* Exercise objective:
Across the entries, how many lines have the string "that" in them? Reply with only a number.

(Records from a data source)

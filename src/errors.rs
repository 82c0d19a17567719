// Copyright (c) 2025, The Ruskit Authors
// MIT License
// All rights reserved.

//! # Error Types for the AMQP Consumer
//!
//! `AmqpError` covers every infrastructure failure the crate can surface:
//! dialing the broker, opening channels, waiting on rendezvous slots,
//! declaring topology and settling deliveries. Failures raised by user
//! handlers are modeled separately by [`crate::handler::HandlerError`] and
//! never escape the dispatcher.

use thiserror::Error;

/// Represents errors that can occur during AMQP/RabbitMQ operations.
#[derive(Error, Debug, Clone, PartialEq, Eq)]
pub enum AmqpError {
    /// Internal errors that don't fit into other categories
    #[error("internal error")]
    InternalError,

    /// Invalid or missing configuration
    #[error("invalid configuration `{0}`")]
    ConfigError(String),

    /// Error establishing a connection to the RabbitMQ server
    #[error("failure to connect `{0}`")]
    ConnectionError(String),

    /// Error creating a channel from an established connection
    #[error("failure to create a channel")]
    ChannelError,

    /// The wait slot or the channel behind it was closed
    #[error("channel closed")]
    ChannelClosedError,

    /// A value is already pending on the wait slot
    #[error("channel is full")]
    ChannelFullError,

    /// Too many channels open on a single connection
    #[error("channel capacity exceeded `{0}`")]
    CapacityExceededError(u16),

    /// A wait slot timed out before receiving a value
    #[error("timeout waiting for channel")]
    TimeoutError,

    /// Error declaring an exchange with the given name
    #[error("failure to declare an exchange `{0}`")]
    DeclareExchangeError(String),

    /// Error declaring a queue with the given name
    #[error("failure to declare a queue `{0}`")]
    DeclareQueueError(String),

    /// Error binding an exchange to a queue
    #[error("failure to binding exchange `{0}` to queue `{1}`")]
    BindingExchangeToQueueError(String, String),

    /// Error binding a consumer to a queue
    #[error("failure to declare consumer `{0}`")]
    BindingConsumerError(String),

    /// Error configuring Quality of Service parameters
    #[error("failure to configure qos `{0}`")]
    QoSDeclarationError(String),

    /// Error publishing a message
    #[error("failure to publish")]
    PublishingError,

    /// Error acknowledging a message
    #[error("failure to ack message")]
    AckMessageError,

    /// Error negative-acknowledging a message
    #[error("failure to nack message")]
    NackMessageError,

    /// Error rejecting a message
    #[error("failure to reject message")]
    RejectMessageError,

    /// No consumer registered under the given name
    #[error("unknown consumer `{0}`")]
    UnknownConsumerError(String),

    /// A consumer with the same name is already registered
    #[error("consumer `{0}` already registered")]
    DuplicatedConsumerError(String),

    /// Error while consuming from a queue
    #[error("failure to consume message `{0}`")]
    ConsumerError(String),
}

* Answer box:
2